No serious adverse event was observed during the study. Among BIB-treated patients, two developed belching and eight had heartburn, requiring pharmacological therapy in two of them. In the group of patients treated sequentially with BIB/pharmacotherapy, two developed borderline hypertension, other two tachycardia, and one constipation. Among pharmacotherapy group, three patients developed insomnia, one tachycardia, and one tachycardia plus hypertension requiring anti-hypertensive treatment. Two patients withdrew from the study because of these complications. Other mild adverse events in this group were constipation and dry mouth, observed in six and ten patients, respectively.

Discussion

Several studies on the treatment of obesity have underlined that a 5–10% weight loss is an effective therapeutic target for improving several metabolic parameters and to reducing the cardiovascular risk in obese patients [6, 7]. This target, however, is difficult to obtain with only diet and lifestyle changes. Therefore, pharmacotherapy or BIB represent valid therapeutic options in obese patients when the conventional lifestyle and diet approach has failed [9, 11, 30].

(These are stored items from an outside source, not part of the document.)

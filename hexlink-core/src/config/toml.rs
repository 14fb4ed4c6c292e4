//! Minimal TOML reader for node configuration
//!
//! Handles only the subset used by `node.toml`, without allocating:
//! - `key = value` pairs (quoted strings, integers)
//! - decimal and `0x` hex integers, with `_` separators
//! - a single `[master]` section
//! - comments (`# ...`), including trailing ones
//!
//! Arrays, inline tables, floats and multi-line strings are not supported.

use super::types::{MasterConfig, NodeConfig, Role};

/// Parse error
#[derive(Debug, Clone, Copy, PartialEq, Eq)]
#[cfg_attr(feature = "defmt", derive(defmt::Format))]
pub enum ParseError {
    /// Unknown or malformed section header
    InvalidSection,
    /// Line is neither a header nor `key = value`
    MalformedLine { line: usize },
    /// Key not known in its section
    UnknownKey { line: usize },
    /// Value has the wrong type or spelling
    InvalidValue { line: usize },
    /// Integer does not fit the target field
    OutOfRange { line: usize },
}

#[derive(Debug, Clone, Copy, PartialEq, Eq)]
enum Section {
    Root,
    Master,
}

/// Parse TOML text into a NodeConfig
///
/// Keys that are absent keep their defaults. The result is not validated;
/// call [`NodeConfig::validate`] afterwards.
pub fn parse_config(input: &str) -> Result<NodeConfig, ParseError> {
    let mut config = NodeConfig::default();
    let mut section = Section::Root;

    for (index, raw) in input.lines().enumerate() {
        let line_no = index + 1;
        let line = strip_comment(raw).trim();
        if line.is_empty() {
            continue;
        }

        if let Some(header) = line.strip_prefix('[') {
            let name = header.strip_suffix(']').ok_or(ParseError::InvalidSection)?;
            section = match name.trim() {
                "master" => Section::Master,
                _ => return Err(ParseError::InvalidSection),
            };
            continue;
        }

        let (key, value) =
            split_key_value(line).ok_or(ParseError::MalformedLine { line: line_no })?;
        match section {
            Section::Root => apply_root(&mut config, key, value, line_no)?,
            Section::Master => apply_master(&mut config.master, key, value, line_no)?,
        }
    }

    Ok(config)
}

fn apply_root(config: &mut NodeConfig, key: &str, value: &str, line: usize) -> Result<(), ParseError> {
    match key {
        "role" => {
            config.role = match parse_string(value, line)? {
                "master" => Role::Master,
                "slave" => Role::Slave,
                _ => return Err(ParseError::InvalidValue { line }),
            }
        }
        "device_id" => config.device_id = parse_u8(value, line)?,
        "baudrate" => config.baudrate = parse_u32(value, line)?,
        _ => return Err(ParseError::UnknownKey { line }),
    }
    Ok(())
}

fn apply_master(
    master: &mut MasterConfig,
    key: &str,
    value: &str,
    line: usize,
) -> Result<(), ParseError> {
    match key {
        "target_id" => master.target_id = parse_u8(value, line)?,
        "register" => master.register = parse_u8(value, line)?,
        "response_timeout_ms" => master.response_timeout_ms = parse_u32(value, line)?,
        "poll_interval_ms" => master.poll_interval_ms = parse_u32(value, line)?,
        "retries" => master.retries = parse_u8(value, line)?,
        _ => return Err(ParseError::UnknownKey { line }),
    }
    Ok(())
}

/// Drop a trailing comment that is not inside a string
fn strip_comment(line: &str) -> &str {
    let mut in_string = false;
    for (i, c) in line.char_indices() {
        match c {
            '"' => in_string = !in_string,
            '#' if !in_string => return &line[..i],
            _ => {}
        }
    }
    line
}

fn split_key_value(line: &str) -> Option<(&str, &str)> {
    let (key, value) = line.split_once('=')?;
    let (key, value) = (key.trim(), value.trim());
    if key.is_empty() || value.is_empty() {
        return None;
    }
    Some((key, value))
}

fn parse_string(value: &str, line: usize) -> Result<&str, ParseError> {
    value
        .strip_prefix('"')
        .and_then(|v| v.strip_suffix('"'))
        .ok_or(ParseError::InvalidValue { line })
}

fn parse_u32(value: &str, line: usize) -> Result<u32, ParseError> {
    let (digits, radix) = match value.strip_prefix("0x") {
        Some(hex) => (hex, 16),
        None => (value, 10),
    };
    if digits.is_empty() || digits.starts_with('_') || digits.ends_with('_') {
        return Err(ParseError::InvalidValue { line });
    }

    let mut acc: u32 = 0;
    for c in digits.chars().filter(|&c| c != '_') {
        let digit = c.to_digit(radix).ok_or(ParseError::InvalidValue { line })?;
        acc = acc
            .checked_mul(radix)
            .and_then(|v| v.checked_add(digit))
            .ok_or(ParseError::OutOfRange { line })?;
    }
    Ok(acc)
}

fn parse_u8(value: &str, line: usize) -> Result<u8, ParseError> {
    let wide = parse_u32(value, line)?;
    u8::try_from(wide).map_err(|_| ParseError::OutOfRange { line })
}

#[cfg(test)]
mod tests {
    use super::*;

    const SAMPLE: &str = r#"
# Bus master polling slave 0x02
role = "master"   # or "slave"
device_id = 0x00
baudrate = 115_200

[master]
target_id = 0x02
register = 0x20
response_timeout_ms = 150
poll_interval_ms = 500
retries = 3
"#;

    #[test]
    fn test_parse_sample() {
        let config = parse_config(SAMPLE).unwrap();
        assert_eq!(config.role, Role::Master);
        assert_eq!(config.device_id, 0);
        assert_eq!(config.baudrate, 115200);
        assert_eq!(config.master.target_id, 0x02);
        assert_eq!(config.master.register, 0x20);
        assert_eq!(config.master.response_timeout_ms, 150);
        assert_eq!(config.master.poll_interval_ms, 500);
        assert_eq!(config.master.retries, 3);
        assert_eq!(config.validate(), Ok(()));
    }

    #[test]
    fn test_empty_input_is_default() {
        assert_eq!(parse_config("").unwrap(), NodeConfig::default());
        assert_eq!(parse_config("# nothing\n\n").unwrap(), NodeConfig::default());
    }

    #[test]
    fn test_unknown_section() {
        assert_eq!(
            parse_config("[display]\n"),
            Err(ParseError::InvalidSection)
        );
        assert_eq!(parse_config("[master\n"), Err(ParseError::InvalidSection));
    }

    #[test]
    fn test_unknown_key_reports_line() {
        assert_eq!(
            parse_config("role = \"slave\"\nspeed = 9600\n"),
            Err(ParseError::UnknownKey { line: 2 })
        );
        // Master keys are not accepted at the root
        assert_eq!(
            parse_config("retries = 1\n"),
            Err(ParseError::UnknownKey { line: 1 })
        );
    }

    #[test]
    fn test_bad_values() {
        assert_eq!(
            parse_config("role = master\n"),
            Err(ParseError::InvalidValue { line: 1 })
        );
        assert_eq!(
            parse_config("role = \"observer\"\n"),
            Err(ParseError::InvalidValue { line: 1 })
        );
        assert_eq!(
            parse_config("baudrate = 96k\n"),
            Err(ParseError::InvalidValue { line: 1 })
        );
        assert_eq!(
            parse_config("baudrate = _9600\n"),
            Err(ParseError::InvalidValue { line: 1 })
        );
    }

    #[test]
    fn test_out_of_range() {
        assert_eq!(
            parse_config("device_id = 256\n"),
            Err(ParseError::OutOfRange { line: 1 })
        );
        assert_eq!(
            parse_config("baudrate = 0x1_0000_0000\n"),
            Err(ParseError::OutOfRange { line: 1 })
        );
    }

    #[test]
    fn test_malformed_line() {
        assert_eq!(
            parse_config("role\n"),
            Err(ParseError::MalformedLine { line: 1 })
        );
        assert_eq!(
            parse_config("device_id =\n"),
            Err(ParseError::MalformedLine { line: 1 })
        );
    }

    #[test]
    fn test_hash_inside_string_kept() {
        assert_eq!(strip_comment("role = \"a#b\" # note"), "role = \"a#b\" ");
    }
}
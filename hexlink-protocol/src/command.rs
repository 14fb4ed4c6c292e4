//! Register commands exchanged on the bus

use crate::grammar::Operation;

/// A single register operation addressed to one slave
///
/// `data` only travels on the wire when the frame layout has a data field
/// (write requests and read responses). Parsed commands without one carry 0.
#[derive(Debug, Clone, Copy, PartialEq, Eq, Hash)]
#[cfg_attr(feature = "defmt", derive(defmt::Format))]
pub struct Command {
    /// Addressed device
    pub slave_id: u8,
    /// Register operation
    pub operation: Operation,
    /// Target register
    pub address: u8,
    /// Register value
    pub data: u8,
}

impl Command {
    /// Write `data` to `address` on `slave_id`
    pub fn write(slave_id: u8, address: u8, data: u8) -> Self {
        Self {
            slave_id,
            operation: Operation::Write,
            address,
            data,
        }
    }

    /// Read `address` on `slave_id`
    pub fn read(slave_id: u8, address: u8) -> Self {
        Self {
            slave_id,
            operation: Operation::Read,
            address,
            data: 0,
        }
    }

    /// Same command with a different data byte
    pub fn with_data(self, data: u8) -> Self {
        Self { data, ..self }
    }
}
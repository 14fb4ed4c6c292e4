//! UART serial link abstractions

/// UART transmitter
pub trait UartTx {
    /// Error type for transmit operations
    type Error;

    /// Write all of `data` to the link
    ///
    /// Blocks until every byte has been queued or an error occurs.
    fn write_blocking(&mut self, data: &[u8]) -> Result<(), Self::Error>;

    /// Flush any buffered data
    fn flush(&mut self) -> Result<(), Self::Error>;
}

/// UART receiver
pub trait UartRx {
    /// Error type for receive operations
    type Error;

    /// Read available data into `buf`
    ///
    /// Blocks until at least one byte is available. Returns the number of
    /// bytes read.
    fn read_blocking(&mut self, buf: &mut [u8]) -> Result<usize, Self::Error>;

    /// Read a single byte from the link
    fn read_byte(&mut self) -> Result<u8, Self::Error> {
        let mut buf = [0u8; 1];
        loop {
            if self.read_blocking(&mut buf)? == 1 {
                return Ok(buf[0]);
            }
        }
    }
}

/// Combined UART interface
///
/// For links that provide both directions on a single peripheral.
pub trait Uart: UartTx + UartRx {}

impl<T: UartTx + UartRx> Uart for T {}

/// UART configuration
#[derive(Debug, Clone, Copy, PartialEq, Eq)]
#[cfg_attr(feature = "defmt", derive(defmt::Format))]
pub struct UartConfig {
    /// Baud rate in bits per second
    pub baudrate: u32,
    /// Number of data bits
    pub data_bits: DataBits,
    /// Parity mode
    pub parity: Parity,
    /// Number of stop bits
    pub stop_bits: StopBits,
}

impl Default for UartConfig {
    fn default() -> Self {
        Self {
            baudrate: 115200,
            data_bits: DataBits::Eight,
            parity: Parity::None,
            stop_bits: StopBits::One,
        }
    }
}

impl UartConfig {
    /// 8N1 at the given baud rate
    pub fn with_baudrate(baudrate: u32) -> Self {
        Self {
            baudrate,
            ..Self::default()
        }
    }

    /// Bits on the wire per character, start bit included
    pub fn bits_per_char(&self) -> u32 {
        let data = match self.data_bits {
            DataBits::Seven => 7,
            DataBits::Eight => 8,
        };
        let parity = match self.parity {
            Parity::None => 0,
            Parity::Even | Parity::Odd => 1,
        };
        let stop = match self.stop_bits {
            StopBits::One => 1,
            StopBits::Two => 2,
        };
        1 + data + parity + stop
    }

    /// Time to shift out `chars` characters, in microseconds (rounded up)
    ///
    /// Returns `None` for a zero baud rate.
    pub fn transfer_time_us(&self, chars: usize) -> Option<u32> {
        if self.baudrate == 0 {
            return None;
        }
        let bits = self.bits_per_char() as u64 * chars as u64 * 1_000_000;
        let us = bits.div_ceil(self.baudrate as u64);
        Some(us.min(u32::MAX as u64) as u32)
    }
}

/// Number of data bits per character
///
/// The protocol is 7-bit clean ASCII, so either setting carries it.
#[derive(Debug, Clone, Copy, PartialEq, Eq)]
#[cfg_attr(feature = "defmt", derive(defmt::Format))]
pub enum DataBits {
    Seven,
    Eight,
}

/// Parity mode
#[derive(Debug, Clone, Copy, PartialEq, Eq)]
#[cfg_attr(feature = "defmt", derive(defmt::Format))]
pub enum Parity {
    None,
    Even,
    Odd,
}

/// Number of stop bits
#[derive(Debug, Clone, Copy, PartialEq, Eq)]
#[cfg_attr(feature = "defmt", derive(defmt::Format))]
pub enum StopBits {
    One,
    Two,
}
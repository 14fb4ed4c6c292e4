//! hexlink register protocol
//!
//! This crate defines the frame codec shared by the master and slave sides of
//! a hexlink serial bus. Every frame is a single line of printable ASCII, so
//! the bus can be watched and driven from any terminal.
//!
//! # Frame Overview
//!
//! ```text
//! ┌──────────┬──────────┬────┬─────────┬─────────┬──────────┬────┐
//! │ SENTINEL │ SLAVE ID │ OP │ ADDRESS │ DATA    │ CHECKSUM │ LF │
//! │ 1 char   │ 2 hex    │ 1  │ 2 hex   │ 0/2 hex │ 2 hex    │ 1  │
//! └──────────┴──────────┴────┴─────────┴─────────┴──────────┴────┘
//! ```
//!
//! `$` opens a request (master to slave), `:` a response (slave to master).
//! The data field is present for write requests and read responses only.
//! The checksum is the 8-bit wrapping sum of the characters between the
//! sentinel and the checksum field.
//!
//! The codec is pure: it never buffers partial input, never retries and
//! holds no state between calls.

#![no_std]
#![deny(unsafe_code)]

#[cfg(test)]
#[macro_use]
extern crate std;

pub mod checksum;
pub mod command;
pub mod frame;
pub mod grammar;
pub mod hex;

pub use checksum::checksum;
pub use command::Command;
pub use frame::{build, parse, Frame, FrameBuf, FrameError};
pub use grammar::{Direction, Layout, Operation, LONG_FRAME_LEN, MAX_FRAME_LEN, SHORT_FRAME_LEN};
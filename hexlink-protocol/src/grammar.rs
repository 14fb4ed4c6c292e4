//! Frame grammar
//!
//! Field layout for request and response frames. The total length of a frame
//! is fixed by its direction and operation:
//!
//! | Direction | Operation | Data field | Length |
//! |-----------|-----------|------------|--------|
//! | Request   | Write     | yes        | 11     |
//! | Request   | Read      | no         | 9      |
//! | Response  | Write     | no         | 9      |
//! | Response  | Read      | yes        | 11     |
//!
//! Lengths include the checksum field and the trailing line feed.

use core::ops::Range;

/// Request sentinel (master to slave)
pub const REQUEST_SENTINEL: u8 = b'$';

/// Response sentinel (slave to master)
pub const RESPONSE_SENTINEL: u8 = b':';

/// Line terminator closing every frame
pub const TERMINATOR: u8 = b'\n';

/// Write operation letter
pub const WRITE_LETTER: u8 = b'W';

/// Read operation letter
pub const READ_LETTER: u8 = b'R';

/// Offset of the slave id field
pub const SLAVE_ID_OFFSET: usize = 1;

/// Offset of the operation letter
pub const OPERATION_OFFSET: usize = 3;

/// Offset of the address field
pub const ADDRESS_OFFSET: usize = 4;

/// Offset of the data field, when present
pub const DATA_OFFSET: usize = 6;

/// Length of a frame without a data field
pub const SHORT_FRAME_LEN: usize = 9;

/// Length of a frame carrying a data field
pub const LONG_FRAME_LEN: usize = 11;

/// Longest frame the grammar allows
pub const MAX_FRAME_LEN: usize = LONG_FRAME_LEN;

/// Which way a frame travels
#[derive(Debug, Clone, Copy, PartialEq, Eq, Hash)]
#[cfg_attr(feature = "defmt", derive(defmt::Format))]
pub enum Direction {
    /// Master to slave (`$`)
    Request,
    /// Slave to master (`:`)
    Response,
}

impl Direction {
    /// Leading character for this direction
    pub fn sentinel(self) -> u8 {
        match self {
            Direction::Request => REQUEST_SENTINEL,
            Direction::Response => RESPONSE_SENTINEL,
        }
    }

    /// Parse a direction from its leading character
    pub fn from_sentinel(c: u8) -> Option<Self> {
        match c {
            REQUEST_SENTINEL => Some(Direction::Request),
            RESPONSE_SENTINEL => Some(Direction::Response),
            _ => None,
        }
    }
}

/// Register operation carried by a frame
#[derive(Debug, Clone, Copy, PartialEq, Eq, Hash)]
#[cfg_attr(feature = "defmt", derive(defmt::Format))]
pub enum Operation {
    /// Store a byte in a slave register
    Write,
    /// Fetch a byte from a slave register
    Read,
}

impl Operation {
    /// Wire letter for this operation
    pub fn letter(self) -> u8 {
        match self {
            Operation::Write => WRITE_LETTER,
            Operation::Read => READ_LETTER,
        }
    }

    /// Parse an operation from its wire letter (uppercase only)
    pub fn from_letter(c: u8) -> Option<Self> {
        match c {
            WRITE_LETTER => Some(Operation::Write),
            READ_LETTER => Some(Operation::Read),
            _ => None,
        }
    }
}

/// Field layout of one (direction, operation) combination
#[derive(Debug, Clone, Copy, PartialEq, Eq)]
#[cfg_attr(feature = "defmt", derive(defmt::Format))]
pub struct Layout {
    /// Whether the frame carries a data field
    pub has_data: bool,
}

impl Layout {
    /// Layout for a frame travelling in `direction` with `operation`
    pub fn for_frame(direction: Direction, operation: Operation) -> Self {
        let has_data = matches!(
            (direction, operation),
            (Direction::Request, Operation::Write) | (Direction::Response, Operation::Read)
        );
        Self { has_data }
    }

    /// Layout for a received frame, if `len` is the one the grammar expects
    pub fn match_len(direction: Direction, operation: Operation, len: usize) -> Option<Self> {
        let layout = Self::for_frame(direction, operation);
        (layout.frame_len() == len).then_some(layout)
    }

    /// Total frame length including checksum and terminator
    pub fn frame_len(&self) -> usize {
        if self.has_data {
            LONG_FRAME_LEN
        } else {
            SHORT_FRAME_LEN
        }
    }

    /// Number of checksum-covered characters
    pub fn body_len(&self) -> usize {
        if self.has_data {
            7
        } else {
            5
        }
    }

    /// Checksum-covered span within the frame
    pub fn body(&self) -> Range<usize> {
        SLAVE_ID_OFFSET..SLAVE_ID_OFFSET + self.body_len()
    }

    /// Offset of the two checksum digits
    pub fn checksum_offset(&self) -> usize {
        SLAVE_ID_OFFSET + self.body_len()
    }
}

Both BIB and sibutramine (permitted by regulatory agencies and commercially available when this study was designed and carried out) affect satiety, but with different mechanisms. The intragastric balloon is active at gastrointestinal level, while sibutramine acts on the central nervous system.

The intragastric balloon has been demonstrated effective in inducing a significant (>10%) weight loss, but its effect is short-lasting and most patients regain weight after its removal [1113, 15, 18, 2225]. The study with the longest follow-up (2.5 years) [26] shows that after BIB removal and in the absence of adequate accompanying measures, most patients regain weight. The intragastric balloon, however, may be part of a sequential long-term weight-loss strategy, being efficacious in causing an important weight loss that needs to be maintained with accompanying strategies. Treatments following BIB removal have been poorly investigated [11, 13, 20, 21]. Our study, aimed at evaluating the efficacy of a sequential treatment involving intragastric balloon, intensive lifestyle modifications, and pharmacological treatment, indicates that this therapeutic strategy is effective in inducing metabolic improvements and in long-term weight maintenance in obese patients.

Weight loss obtained by BIB is approximately the double than that obtained with pharmacological therapy (i.e., sibutramine). A major issue is how to deal with patients following BIB treatment to avoid weight regain. After BIB removal, when two different treatments (lifestyle or lifestyle plus pharmacotherapy) were used, both stabilized weight loss for the following 6 months. This sequential treatment, at 1 year, determined a weight decrease greater than 10% in 50% of patients treated sequentially with BIB/lifestyle and in 75% of patients with BIB/pharmacotherapy. These data indicate that, although sibutramine is not longer available for the treatment of obesity, the use of other drugs still available for the management of obesity (i.e., orlistat or phentermine) can better support the patient weight loss in a long-term strategy for body weight maintenance after BIB removal.

In conclusion, both patients and physicians must be aware that BIB is an effective but temporary treatment of obesity. Intensive lifestyle, alone or in association with pharmacological therapy, should be recommended to all patients after BIB removal as maintenance strategies to avoid weight regain and stabilize the metabolic improvements.